Le titre de notre article, nous n’en doutons pas, a quelque chose de polémique. Dès qu’on se glisse sur le terrain des grandes généralités (le beau, le juste…) qu’en philosophie on nomme « concepts », c’est la foire d’empoigne. Chacun, en particulier, se fait « son » idée de la beauté et considère que ne pas partager son avis c’est, au mieux, faire preuve de mauvais goût… Le jugement est souvent plus abrupt ! Mais comment faire autrement ? L’œuvre que nous découvrons au sommet du Châtelard, à Saint-Vérand (Isère), répond à deux impératifs : l’un est d’ordre religieux, l’autre esthétique. En tant que sculpture religieuse – nous allons prendre des référents externes, objectifs, afin de ne pas entrer dans un débat pour lequel nous n’avons aucune légitimité – Notre-Dame des Champs semble répondre aux attentes. Du moins a-t-elle répondu aux attentes de son promoteur, le curé Jasserand (voir article précédent), puisqu’il l’a faite bénir en grandes pompes par le Vicaire Général Tanchot, venu tout exprès de l’évêché de Grenoble pour l’occasion.
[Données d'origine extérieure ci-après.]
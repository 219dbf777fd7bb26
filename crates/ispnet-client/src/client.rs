//! Portal REST API client.
//!
//! One `reqwest` wrapper for every backend endpoint. Auth is always the
//! `Authorization: Bearer` header, and any HTTP 401 maps to
//! [`PortalError::Unauthorized`] so callers have a single expired-session
//! signal.

use reqwest::header::{AUTHORIZATION, HeaderMap, HeaderValue};
use thiserror::Error;

use ispnet_core::account::{CustomerProfile, CustomerSummary, PlanOffer};
use ispnet_core::notify::NotificationPreferences;
use ispnet_core::session::Role;
use ispnet_core::ticket::{self, TicketStatus};

use crate::types::{
    CreateTicketRequest, CustomerDetail, CustomersResponse, Device, DeviceUsageLog,
    DeviceUsageResponse, DevicesResponse, ErrorBody, ForgotPasswordRequest, LoginRequest,
    LoginResponse, MarkReadRequest, Notification, NotificationListResponse, PlansResponse,
    PreferencesResponse, RegisterRequest, ReplyRequest, ResetPasswordRequest, SelectPlanRequest,
    TicketDetail, TicketGetResponse, TicketListResponse, TicketStatusRequest, TicketSummary,
    UnreadCountResponse,
};

/// Portal API client errors.
#[derive(Debug, Error)]
pub enum PortalError {
    #[error("HTTP request failed: {0}")]
    Http(#[from] reqwest::Error),

    #[error("Portal API error ({status}): {message}")]
    Api { status: u16, message: String },

    /// HTTP 401 from any endpoint. The caller is expected to clear the
    /// stored session exactly once, in one place.
    #[error("Session expired or invalid (HTTP 401)")]
    Unauthorized,

    /// A 2xx response that lacks a field the client depends on; carries
    /// the raw body for debugging.
    #[error("Response is missing expected field `{field}`: {body}")]
    MissingField { field: &'static str, body: String },

    #[error("Configuration error: {0}")]
    Config(String),

    /// Local domain validation failed; no request was sent.
    #[error(transparent)]
    Domain(#[from] ispnet_core::Error),
}

/// Configuration for connecting to a portal backend.
#[derive(Debug, Clone)]
pub struct PortalConfig {
    /// Backend base URL (e.g., "<https://portal.example.net>").
    pub base_url: String,
    /// Bearer token; `None` for the pre-login auth endpoints.
    pub token: Option<String>,
}

/// Portal REST API client.
#[derive(Debug, Clone)]
pub struct PortalClient {
    http: reqwest::Client,
    base_url: String,
}

impl PortalClient {
    /// Create a new portal API client.
    pub fn new(config: &PortalConfig) -> Result<Self, PortalError> {
        if config.base_url.is_empty() {
            return Err(PortalError::Config("base_url is empty".into()));
        }

        let mut headers = HeaderMap::new();
        if let Some(token) = &config.token {
            if token.is_empty() {
                return Err(PortalError::Config("token is empty".into()));
            }
            let value = HeaderValue::from_str(&format!("Bearer {token}"))
                .map_err(|_| PortalError::Config("Invalid token format".into()))?;
            headers.insert(AUTHORIZATION, value);
        }

        // Ensure a TLS crypto provider is installed (reqwest uses rustls-no-provider).
        // The `Err` case just means it was already installed — safe to ignore.
        let _ = rustls::crypto::ring::default_provider().install_default();

        let http = reqwest::Client::builder().default_headers(headers).build()?;

        let base_url = config.base_url.trim_end_matches('/').to_string();
        Ok(Self { http, base_url })
    }

    /// Build the API URL for a given path.
    pub(crate) fn api_url(&self, path: &str) -> String {
        format!("{}/api{}", self.base_url, path)
    }

    /// Map a non-success response into a portal error, extracting the
    /// backend `message` field when the body carries one.
    pub(crate) fn api_error(status: u16, body: &str) -> PortalError {
        if status == 401 {
            return PortalError::Unauthorized;
        }
        let message = serde_json::from_str::<ErrorBody>(body)
            .ok()
            .and_then(|b| b.message)
            .unwrap_or_else(|| {
                reqwest::StatusCode::from_u16(status)
                    .ok()
                    .and_then(|s| s.canonical_reason())
                    .unwrap_or("Unknown")
                    .to_string()
            });
        PortalError::Api { status, message }
    }

    /// Check HTTP response status, consuming the body of failures for
    /// error reporting.
    async fn check(resp: reqwest::Response) -> Result<reqwest::Response, PortalError> {
        let status = resp.status();
        if status.is_success() {
            return Ok(resp);
        }
        let body = resp.text().await.unwrap_or_default();
        Err(Self::api_error(status.as_u16(), &body))
    }

    async fn get_json<T: serde::de::DeserializeOwned>(
        &self,
        url: String,
    ) -> Result<T, PortalError> {
        let resp = self.http.get(&url).send().await?;
        Ok(Self::check(resp).await?.json().await?)
    }

    async fn post_json<B: serde::Serialize + Sync>(
        &self,
        url: String,
        body: &B,
    ) -> Result<(), PortalError> {
        let resp = self.http.post(&url).json(body).send().await?;
        Self::check(resp).await?;
        Ok(())
    }

    // =========================================================================
    // Auth
    // =========================================================================

    /// Authenticate with username (or email) and password. Role checking
    /// against the user's selection happens in the caller, not here.
    pub async fn login(&self, username: &str, password: &str) -> Result<LoginResponse, PortalError> {
        let resp = self
            .http
            .post(self.api_url("/auth/login"))
            .json(&LoginRequest { username, password })
            .send()
            .await?;
        Ok(Self::check(resp).await?.json().await?)
    }

    /// Register a new account.
    pub async fn register(
        &self,
        username: &str,
        email: &str,
        password: &str,
        role: Role,
    ) -> Result<(), PortalError> {
        self.post_json(
            self.api_url("/auth/register"),
            &RegisterRequest {
                username,
                email,
                password,
                role,
            },
        )
        .await
    }

    /// Invalidate the session server-side. Callers treat this as
    /// best-effort: the local session is cleared regardless of outcome.
    pub async fn logout(&self) -> Result<(), PortalError> {
        let resp = self.http.get(self.api_url("/auth/logout")).send().await?;
        Self::check(resp).await?;
        Ok(())
    }

    /// Request a one-time reset code for the given email.
    pub async fn forgot_password(&self, email: &str) -> Result<(), PortalError> {
        self.post_json(
            self.api_url("/auth/forgot-password"),
            &ForgotPasswordRequest { email },
        )
        .await
    }

    /// Submit the reset code and new password. The password pair must
    /// already have passed local validation; the backend owns code
    /// validity and expiry.
    pub async fn reset_password(
        &self,
        email: &str,
        otp: &str,
        new_password: &str,
    ) -> Result<(), PortalError> {
        self.post_json(
            self.api_url("/auth/reset-password"),
            &ResetPasswordRequest {
                email,
                otp,
                new_password,
            },
        )
        .await
    }

    // =========================================================================
    // Customer: profile, devices, plans
    // =========================================================================

    /// Fetch the signed-in customer's profile.
    pub async fn profile(&self) -> Result<CustomerProfile, PortalError> {
        self.get_json(self.api_url("/customer/profile")).await
    }

    /// List the customer's connected devices.
    pub async fn devices(&self) -> Result<Vec<Device>, PortalError> {
        let resp: DevicesResponse = self.get_json(self.api_url("/customer/devices")).await?;
        Ok(resp.devices)
    }

    /// Fetch the usage log for one device.
    pub async fn device_usage(&self, device_id: &str) -> Result<Vec<DeviceUsageLog>, PortalError> {
        let url = format!("{}?deviceId={device_id}", self.api_url("/customer/device-usage"));
        let resp: DeviceUsageResponse = self.get_json(url).await?;
        Ok(resp.usage_logs)
    }

    /// List available subscription plans.
    pub async fn plans(&self) -> Result<Vec<PlanOffer>, PortalError> {
        let resp: PlansResponse = self.get_json(self.api_url("/customer/plans")).await?;
        Ok(resp.plans)
    }

    /// Subscribe to a plan.
    pub async fn select_plan(&self, plan_id: &str) -> Result<(), PortalError> {
        self.post_json(
            self.api_url("/customer/select-plan"),
            &SelectPlanRequest { plan_id },
        )
        .await
    }

    // =========================================================================
    // Tickets
    // =========================================================================

    /// List support tickets (the backend scopes by role: customers see
    /// their own, admins see all).
    pub async fn list_tickets(&self) -> Result<Vec<TicketSummary>, PortalError> {
        let resp: TicketListResponse = self.get_json(self.api_url("/tickets-enhanced/list")).await?;
        Ok(resp.tickets)
    }

    /// Create a new ticket. Empty subject or description is rejected
    /// locally; no request is sent in that case.
    pub async fn create_ticket(&self, subject: &str, description: &str) -> Result<(), PortalError> {
        ticket::validate_new_ticket(subject, description)?;
        self.post_json(
            self.api_url("/tickets-enhanced/create"),
            &CreateTicketRequest {
                subject,
                description,
            },
        )
        .await
    }

    /// Fetch a full ticket conversation thread.
    pub async fn get_ticket(&self, id: &str) -> Result<Option<TicketDetail>, PortalError> {
        let url = format!("{}?id={id}", self.api_url("/tickets-enhanced/get"));
        let resp: TicketGetResponse = self.get_json(url).await?;
        Ok(resp.ticket)
    }

    /// Append a reply to a ticket thread. Does not change ticket status.
    /// An empty message is rejected locally; no request is sent.
    pub async fn reply_ticket(&self, ticket_id: &str, message: &str) -> Result<(), PortalError> {
        ticket::validate_reply(message)?;
        self.post_json(
            self.api_url("/tickets-enhanced/reply"),
            &ReplyRequest { ticket_id, message },
        )
        .await
    }

    /// Set a ticket's status (admin). Transition monotonicity is enforced
    /// by the caller against the ticket's current status.
    pub async fn set_ticket_status(
        &self,
        ticket_id: &str,
        status: TicketStatus,
    ) -> Result<(), PortalError> {
        self.post_json(
            self.api_url("/admin/ticket/status"),
            &TicketStatusRequest { ticket_id, status },
        )
        .await
    }

    // =========================================================================
    // Admin
    // =========================================================================

    /// List all customers (admin). A response without a `customers` field
    /// is an error carrying the raw body.
    pub async fn customers(&self) -> Result<Vec<CustomerSummary>, PortalError> {
        let resp = self.http.get(self.api_url("/admin/customers")).send().await?;
        let body = Self::check(resp).await?.text().await?;
        parse_customers(&body)
    }

    /// Fetch the admin detail view of one customer.
    pub async fn customer_detail(&self, customer_id: &str) -> Result<CustomerDetail, PortalError> {
        let url = format!(
            "{}?customerId={customer_id}",
            self.api_url("/admin/customer-detail")
        );
        self.get_json(url).await
    }

    // =========================================================================
    // Notifications
    // =========================================================================

    /// Fetch the unread notification count.
    pub async fn unread_count(&self) -> Result<u64, PortalError> {
        let resp: UnreadCountResponse = self.get_json(self.api_url("/notifications/count")).await?;
        Ok(resp.unread_count)
    }

    /// List recent notifications, newest first.
    pub async fn notifications(&self, limit: u32) -> Result<Vec<Notification>, PortalError> {
        let url = format!("{}?limit={limit}", self.api_url("/notifications/list"));
        let resp: NotificationListResponse = self.get_json(url).await?;
        Ok(resp.notifications)
    }

    /// Mark one notification as read.
    pub async fn mark_read(&self, notification_id: &str) -> Result<(), PortalError> {
        self.post_json(
            self.api_url("/notifications/mark-read"),
            &MarkReadRequest { notification_id },
        )
        .await
    }

    /// Mark every notification as read.
    pub async fn mark_all_read(&self) -> Result<(), PortalError> {
        self.post_json(self.api_url("/notifications/mark-all-read"), &serde_json::json!({}))
            .await
    }

    /// Fetch delivery preferences.
    pub async fn preferences(&self) -> Result<NotificationPreferences, PortalError> {
        let resp = self
            .http
            .get(self.api_url("/notifications/preferences"))
            .send()
            .await?;
        let body = Self::check(resp).await?.text().await?;
        parse_preferences(&body)
    }

    /// Store delivery preferences.
    pub async fn set_preferences(
        &self,
        prefs: &NotificationPreferences,
    ) -> Result<(), PortalError> {
        self.post_json(self.api_url("/notifications/preferences"), prefs).await
    }

    /// Ask the backend to emit a test notification.
    pub async fn send_test_notification(&self) -> Result<(), PortalError> {
        self.post_json(self.api_url("/notifications/test"), &serde_json::json!({}))
            .await
    }

    // =========================================================================
    // Billing
    // =========================================================================

    /// Download the current invoice PDF for a customer, as raw bytes.
    pub async fn download_invoice(&self, customer_id: &str) -> Result<Vec<u8>, PortalError> {
        let url = self.api_url(&format!("/billing/customer/{customer_id}/invoice"));
        let resp = self.http.get(&url).send().await?;
        let bytes = Self::check(resp).await?.bytes().await?;
        Ok(bytes.to_vec())
    }
}

/// Parse the admin customer list, surfacing a missing `customers` field
/// with the raw body.
pub(crate) fn parse_customers(body: &str) -> Result<Vec<CustomerSummary>, PortalError> {
    let parsed: CustomersResponse =
        serde_json::from_str(body).map_err(|_| PortalError::MissingField {
            field: "customers",
            body: body.to_string(),
        })?;
    parsed.customers.ok_or_else(|| PortalError::MissingField {
        field: "customers",
        body: body.to_string(),
    })
}

/// Parse the preferences envelope, surfacing an absent payload.
pub(crate) fn parse_preferences(body: &str) -> Result<NotificationPreferences, PortalError> {
    let parsed: PreferencesResponse =
        serde_json::from_str(body).map_err(|_| PortalError::MissingField {
            field: "preferences",
            body: body.to_string(),
        })?;
    parsed.preferences.ok_or_else(|| PortalError::MissingField {
        field: "preferences",
        body: body.to_string(),
    })
}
Il l’a ensuite mise au centre de multiples manifestations : processions, prières, retraites aux flambeaux, en insistant à chaque fois, dans l’Echo paroissial de Saint-Vérand, sur le lien à faire entre cette sculpture de pierre et la Vierge Marie. Le curé Jasserand n’a jamais donné le sentiment d’entraîner ses paroissiens sur la pente dangereuse de l’idolâtrie païenne contre laquelle la chrétienté a toujours lutté : la statue créée par Duilio Donzelli n’était pas le Veau d’Or, elle évoquait incontestablement la présence de son Modèle : la Mère de Dieu …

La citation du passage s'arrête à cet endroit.